TASK GOAL:
Pick each line that has "struct" out of the records.

Records from a collection
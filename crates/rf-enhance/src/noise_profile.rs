//! Noise Profile Estimator
//!
//! Tracks the background-noise magnitude spectrum from frames classified as
//! noise-only. A frame is noise-only when its RMS is below
//! `NOISE_THRESHOLD_RATIO` times the long-term running minimum RMS.
//!
//! A steady tone keeps the frame RMS flat, so frame classification alone
//! cannot keep it out of the profile. Inside a noise-only frame, bins more
//! than `TONAL_RATIO` above both the frame's median magnitude and their own
//! estimate are treated as tonal and left out of the update.
//!
//! Until the first noise-only frame has been seen the profile is all zero
//! and spectral subtraction is a no-op (cold start).

use num_complex::Complex32;
use serde::{Deserialize, Serialize};

use crate::level::{self, MinimumTracker};

/// Noise-only threshold relative to the running minimum RMS
pub const NOISE_THRESHOLD_RATIO: f32 = 1.5;

/// Per-frame rise of the running minimum towards louder frames
const MINIMUM_RISE_PER_FRAME: f32 = 0.005;

/// Bin-to-median magnitude ratio above which a bin counts as tonal
///
/// Rayleigh-distributed noise bins exceed 3x the median about 0.2 % of the time.
pub const TONAL_RATIO: f32 = 3.0;

/// Frames below this RMS are digital silence and carry no noise information
const SILENCE_RMS: f32 = 1e-9;

/// Background noise magnitude per FFT bin
#[derive(Debug, Clone, PartialEq, Serialize, Deserialize)]
pub struct NoiseProfile {
    /// Smoothed magnitude per bin
    magnitudes: Vec<f32>,
    /// Noise-only frames folded into the profile
    frames_observed: u64,
}

impl NoiseProfile {
    /// Create empty (cold) profile
    pub fn new(num_bins: usize) -> Self {
        Self {
            magnitudes: vec![0.0; num_bins],
            frames_observed: 0,
        }
    }

    /// Magnitude estimate per bin
    pub fn magnitudes(&self) -> &[f32] {
        &self.magnitudes
    }

    /// Magnitude estimate of one bin (0.0 out of range)
    pub fn magnitude(&self, bin: usize) -> f32 {
        self.magnitudes.get(bin).copied().unwrap_or(0.0)
    }

    /// Noise-only frames seen so far
    pub fn frames_observed(&self) -> u64 {
        self.frames_observed
    }

    /// True once at least one noise-only frame has been observed
    pub fn is_warm(&self) -> bool {
        self.frames_observed > 0
    }

    /// Fold a noise-only spectrum into the profile, every bin included
    pub fn update(&mut self, spectrum: &[Complex32], smoothing: f32) {
        self.update_gated(spectrum, smoothing, f32::INFINITY);
    }

    /// Fold a noise-only spectrum into the profile, skipping tonal bins
    ///
    /// A bin is skipped when its magnitude reaches both `tonal_floor` and
    /// `TONAL_RATIO` times its current estimate. The first frame seeds the
    /// profile; later frames are smoothed with
    /// `N = lambda * N + (1 - lambda) * |X|`.
    pub fn update_gated(&mut self, spectrum: &[Complex32], smoothing: f32, tonal_floor: f32) {
        debug_assert_eq!(spectrum.len(), self.magnitudes.len());

        let seeding = self.frames_observed == 0;
        let keep = smoothing.clamp(0.0, 1.0);

        for (n, bin) in self.magnitudes.iter_mut().zip(spectrum) {
            let m = bin.norm();
            if m >= tonal_floor.max(TONAL_RATIO * *n) {
                continue;
            }
            *n = if seeding {
                m
            } else {
                keep * *n + (1.0 - keep) * m
            };
        }

        self.frames_observed += 1;
    }

    /// Back to cold start
    pub fn reset(&mut self) {
        self.magnitudes.fill(0.0);
        self.frames_observed = 0;
    }
}

/// Classifies frames and maintains the `NoiseProfile`
#[derive(Debug, Clone)]
pub struct NoiseEstimator {
    /// Current profile
    profile: NoiseProfile,
    /// Long-term minimum frame RMS
    minimum: MinimumTracker,
    /// Profile smoothing factor (lambda)
    smoothing: f32,
    /// Samples in a full frame
    frame_len: usize,
    /// Median scratch
    scratch: Vec<f32>,
}

impl NoiseEstimator {
    /// Create estimator for frames of `window_size` samples
    pub fn new(window_size: usize, smoothing: f32) -> Self {
        let num_bins = window_size / 2 + 1;
        Self {
            profile: NoiseProfile::new(num_bins),
            minimum: MinimumTracker::new(MINIMUM_RISE_PER_FRAME),
            smoothing,
            frame_len: window_size,
            scratch: Vec::with_capacity(num_bins),
        }
    }

    /// Change the smoothing factor without touching the profile
    pub fn set_smoothing(&mut self, smoothing: f32) {
        self.smoothing = smoothing;
    }

    /// Current profile
    pub fn profile(&self) -> &NoiseProfile {
        &self.profile
    }

    /// Running minimum frame RMS
    pub fn noise_floor_rms(&self) -> f32 {
        self.minimum.minimum()
    }

    /// Observe one frame; returns true when it was classified noise-only
    ///
    /// `frame` is the unwindowed time frame, `spectrum` its analysis.
    /// Frames shorter than the window still hold pre-roll padding and are
    /// not observed.
    pub fn observe(&mut self, frame: &[f32], spectrum: &[Complex32]) -> bool {
        if frame.len() < self.frame_len {
            return false;
        }
        let rms = level::rms(frame);
        if rms <= SILENCE_RMS {
            return false;
        }

        let floor = self.minimum.update(rms);
        let is_noise = rms < NOISE_THRESHOLD_RATIO * floor;

        if is_noise {
            let was_warm = self.profile.is_warm();
            let tonal_floor = TONAL_RATIO * self.median_magnitude(spectrum);
            self.profile
                .update_gated(spectrum, self.smoothing, tonal_floor);
            if !was_warm {
                log::debug!("Noise profile warm after first noise-only frame (rms {:.5})", rms);
            }
        }

        is_noise
    }

    /// Back to cold start
    pub fn reset(&mut self) {
        self.profile.reset();
        self.minimum.reset();
    }

    fn median_magnitude(&mut self, spectrum: &[Complex32]) -> f32 {
        self.scratch.clear();
        self.scratch.extend(spectrum.iter().map(|c| c.norm()));
        if self.scratch.is_empty() {
            return 0.0;
        }
        let mid = self.scratch.len() / 2;
        let (_, median, _) = self.scratch.select_nth_unstable_by(mid, f32::total_cmp);
        *median
    }
}

#[cfg(test)]
mod tests {
    use super::*;
    use crate::stft::{SpectralTransform, WindowKind};
    use approx::assert_relative_eq;
    use rand::rngs::StdRng;
    use rand::{Rng, SeedableRng};

    fn flat_spectrum(bins: usize, magnitude: f32) -> Vec<Complex32> {
        vec![Complex32::new(magnitude, 0.0); bins]
    }

    #[test]
    fn test_cold_profile_is_zero() {
        let estimator = NoiseEstimator::new(128, 0.95);
        assert!(!estimator.profile().is_warm());
        assert!(estimator.profile().magnitudes().iter().all(|&m| m == 0.0));
    }

    #[test]
    fn test_first_noise_frame_seeds_profile() {
        let mut estimator = NoiseEstimator::new(128, 0.95);
        let frame = vec![0.01; 128];
        assert!(estimator.observe(&frame, &flat_spectrum(65, 2.0)));
        assert!(estimator.profile().is_warm());
        assert_relative_eq!(estimator.profile().magnitude(10), 2.0);
    }

    #[test]
    fn test_smoothing_update() {
        let mut profile = NoiseProfile::new(4);
        profile.update(&flat_spectrum(4, 1.0), 0.95);
        profile.update(&flat_spectrum(4, 3.0), 0.95);
        // 0.95 * 1.0 + 0.05 * 3.0
        assert_relative_eq!(profile.magnitude(0), 1.1, epsilon = 1e-6);
        assert_eq!(profile.frames_observed(), 2);
    }

    #[test]
    fn test_loud_frames_not_learned() {
        let mut estimator = NoiseEstimator::new(128, 0.95);
        let quiet = vec![0.01; 128];
        let loud = vec![0.5; 128];

        for _ in 0..5 {
            assert!(estimator.observe(&quiet, &flat_spectrum(65, 1.0)));
        }
        // 50x the floor: speech, not noise
        assert!(!estimator.observe(&loud, &flat_spectrum(65, 50.0)));
        assert_relative_eq!(estimator.profile().magnitude(3), 1.0, epsilon = 1e-6);
    }

    #[test]
    fn test_digital_silence_ignored() {
        let mut estimator = NoiseEstimator::new(128, 0.95);
        assert!(!estimator.observe(&[0.0; 128], &flat_spectrum(65, 0.0)));
        assert!(!estimator.profile().is_warm());
        assert_eq!(estimator.noise_floor_rms(), 0.0);
    }

    #[test]
    fn test_reset_returns_to_cold() {
        let mut estimator = NoiseEstimator::new(128, 0.95);
        estimator.observe(&[0.01; 128], &flat_spectrum(65, 1.0));
        estimator.reset();
        assert!(!estimator.profile().is_warm());
        assert_eq!(estimator.profile().magnitude(0), 0.0);
    }

    #[test]
    fn test_partial_frame_not_observed() {
        let mut estimator = NoiseEstimator::new(128, 0.95);
        assert!(!estimator.observe(&[0.01; 64], &flat_spectrum(65, 1.0)));
        assert!(!estimator.profile().is_warm());
        assert_eq!(estimator.noise_floor_rms(), 0.0);
    }

    #[test]
    fn test_tonal_bin_skipped() {
        let mut profile = NoiseProfile::new(8);
        let mut spectrum = flat_spectrum(8, 1.0);
        spectrum[3] = Complex32::new(40.0, 0.0);

        profile.update_gated(&spectrum, 0.95, TONAL_RATIO * 1.0);
        assert_relative_eq!(profile.magnitude(0), 1.0);
        assert_eq!(profile.magnitude(3), 0.0);

        // Noise bins may rise up to TONAL_RATIO x their own estimate
        let mut louder = flat_spectrum(8, 2.5);
        louder[3] = Complex32::new(40.0, 0.0);
        profile.update_gated(&louder, 0.95, TONAL_RATIO * 2.5);
        assert_relative_eq!(profile.magnitude(0), 0.95 + 0.05 * 2.5, epsilon = 1e-6);
        assert_eq!(profile.magnitude(3), 0.0);
    }

    #[test]
    fn test_steady_tone_stays_out_of_profile() {
        let size = 1024;
        let sample_rate = 16000.0;
        let mut rng = StdRng::seed_from_u64(11);
        let mut transform = SpectralTransform::new(size, WindowKind::Hann);
        let mut spectrum = vec![Complex32::new(0.0, 0.0); transform.num_bins()];
        let mut estimator = NoiseEstimator::new(size, 0.95);

        // Tone on every frame, no noise-only lead-in
        let tone_bin = 28;
        let freq = tone_bin as f32 * sample_rate / size as f32;
        let mut noise_frames = 0;
        for f in 0..40 {
            let frame: Vec<f32> = (0..size)
                .map(|i| {
                    let t = (f * 512 + i) as f32 / sample_rate;
                    0.5 * (2.0 * std::f32::consts::PI * freq * t).sin()
                        + (rng.random::<f32>() - 0.5) * 0.17
                })
                .collect();
            transform.analyze(&frame, &mut spectrum).unwrap();
            if estimator.observe(&frame, &spectrum) {
                noise_frames += 1;
            }
        }

        // Every frame looks alike, so all are noise-only
        assert_eq!(noise_frames, 40);
        let profile = estimator.profile();
        let tone = spectrum[tone_bin].norm();
        assert!(profile.magnitude(tone_bin) < 0.05 * tone);

        // Noise bins learned near their true level
        let noise_level = profile.magnitude(200);
        assert!(noise_level > 0.1 && noise_level < 5.0, "noise bin {}", noise_level);
    }
}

SOLVED PROBLEM:
pub struct NoiseProfile {
pub struct NoiseEstimator {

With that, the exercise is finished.